[Source records]
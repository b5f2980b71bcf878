//! Configuration management for flowline.
//!
//! Embedding programs configure the engine with the following precedence:
//! 1. Values set programmatically on the loaded `Config` (highest priority)
//! 2. JSON config file
//! 3. Default values (lowest priority)

use serde::{Deserialize, Serialize};
use std::path::Path;

use crate::error::{FlowlineError, Result};
use crate::interpolation::InterpMethod;

/// Profile extraction configuration
#[derive(Debug, Clone, Serialize, Deserialize)]
pub struct ExtractionConfig {
    /// Interpolation method applied to mapplane fields
    #[serde(default = "default_method")]
    pub method: InterpMethod,

    /// Reverse profile vertex order before projecting
    #[serde(default)]
    pub flip: bool,

    /// Fill value marking missing cells in input fields
    #[serde(default = "default_fill_value")]
    pub fill_value: f64,

    /// Variables to extract (empty = caller decides)
    #[serde(default)]
    pub variables: Vec<String>,
}

/// Discharge statistics configuration
#[derive(Debug, Clone, Serialize, Deserialize)]
pub struct FluxConfig {
    /// Discharge values at or above this cutoff are insignificant
    #[serde(default = "default_min_discharge")]
    pub min_discharge: f64,

    /// Odd side length of the neighborhood averaging window
    #[serde(default = "default_stencil_width")]
    pub stencil_width: usize,
}

/// Velocity vector configuration
#[derive(Debug, Clone, Serialize, Deserialize)]
pub struct VectorConfig {
    /// Segment length per unit speed
    #[serde(default = "default_scale_factor")]
    pub scale_factor: f64,

    /// Keep every n-th cell in each direction
    #[serde(default = "default_prune_factor")]
    pub prune_factor: usize,

    /// Cells at or below this speed are skipped
    #[serde(default)]
    pub threshold: f64,
}

/// Complete configuration
#[derive(Debug, Clone, Serialize, Deserialize)]
pub struct Config {
    /// Profile extraction configuration
    #[serde(default)]
    pub extraction: ExtractionConfig,

    /// Discharge statistics configuration
    #[serde(default)]
    pub fluxes: FluxConfig,

    /// Velocity vector configuration
    #[serde(default)]
    pub vectors: VectorConfig,

    /// Log level
    #[serde(default = "default_log_level")]
    pub log_level: String,
}

impl Config {
    /// Load configuration, layering an optional JSON file over the defaults.
    pub fn load(path: Option<&Path>) -> Result<Self> {
        // Start with defaults
        let mut config = Config::default();

        // Load from JSON file if provided
        if let Some(config_path) = path {
            let json_config = Self::from_file(config_path)?;
            config.merge(json_config);
        }

        config.validate()?;
        Ok(config)
    }

    /// Load configuration from a JSON file
    pub fn from_file(path: impl AsRef<Path>) -> Result<Self> {
        let content = std::fs::read_to_string(path.as_ref())?;
        let config: Config = serde_json::from_str(&content)?;
        Ok(config)
    }

    /// Merge another config into this one (other takes precedence)
    pub fn merge(&mut self, other: Config) {
        self.extraction = other.extraction;
        self.fluxes = other.fluxes;
        self.vectors = other.vectors;
        self.log_level = other.log_level;
    }

    /// Validate the configuration
    pub fn validate(&self) -> Result<()> {
        // Validate log level
        match self.log_level.as_str() {
            "trace" | "debug" | "info" | "warn" | "error" => {}
            _ => {
                return Err(FlowlineError::Config {
                    message: format!(
                        "Invalid log level: {}. Must be one of: trace, debug, info, warn, error",
                        self.log_level
                    ),
                });
            }
        }

        // Fill-value comparisons need a representable number
        if !self.extraction.fill_value.is_finite() {
            return Err(FlowlineError::Config {
                message: format!(
                    "Fill value must be finite (got {})",
                    self.extraction.fill_value
                ),
            });
        }

        // Validate the averaging stencil
        if self.fluxes.stencil_width == 0 || self.fluxes.stencil_width % 2 == 0 {
            return Err(FlowlineError::Config {
                message: format!(
                    "Stencil width must be odd and positive (got {})",
                    self.fluxes.stencil_width
                ),
            });
        }

        // Validate vector options
        if self.vectors.prune_factor == 0 {
            return Err(FlowlineError::Config {
                message: "Prune factor cannot be 0".to_string(),
            });
        }
        if !(self.vectors.scale_factor > 0.0 && self.vectors.scale_factor.is_finite()) {
            return Err(FlowlineError::Config {
                message: format!(
                    "Scale factor must be positive and finite (got {})",
                    self.vectors.scale_factor
                ),
            });
        }

        Ok(())
    }
}

impl Default for Config {
    fn default() -> Self {
        Self {
            extraction: ExtractionConfig::default(),
            fluxes: FluxConfig::default(),
            vectors: VectorConfig::default(),
            log_level: default_log_level(),
        }
    }
}

impl Default for ExtractionConfig {
    fn default() -> Self {
        Self {
            method: default_method(),
            flip: false,
            fill_value: default_fill_value(),
            variables: Vec::new(),
        }
    }
}

impl Default for FluxConfig {
    fn default() -> Self {
        Self {
            min_discharge: default_min_discharge(),
            stencil_width: default_stencil_width(),
        }
    }
}

impl Default for VectorConfig {
    fn default() -> Self {
        Self {
            scale_factor: default_scale_factor(),
            prune_factor: default_prune_factor(),
            threshold: 0.0,
        }
    }
}

// Default value functions for serde
fn default_method() -> InterpMethod {
    InterpMethod::Bilinear
}

fn default_fill_value() -> f64 {
    -2.0e9
}

fn default_min_discharge() -> f64 {
    -1.0
}

fn default_stencil_width() -> usize {
    3
}

fn default_scale_factor() -> f64 {
    1.0
}

fn default_prune_factor() -> usize {
    1
}

fn default_log_level() -> String {
    "info".to_string()
}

### Goal of the exercise
Find and copy each line above that includes the string "fluxes".

### Answer to the problem
    pub fluxes: FluxConfig,
        self.fluxes = other.fluxes;
        if self.fluxes.stencil_width == 0 || self.fluxes.stencil_width % 2 == 0 {
                    self.fluxes.stencil_width
            fluxes: FluxConfig::default(),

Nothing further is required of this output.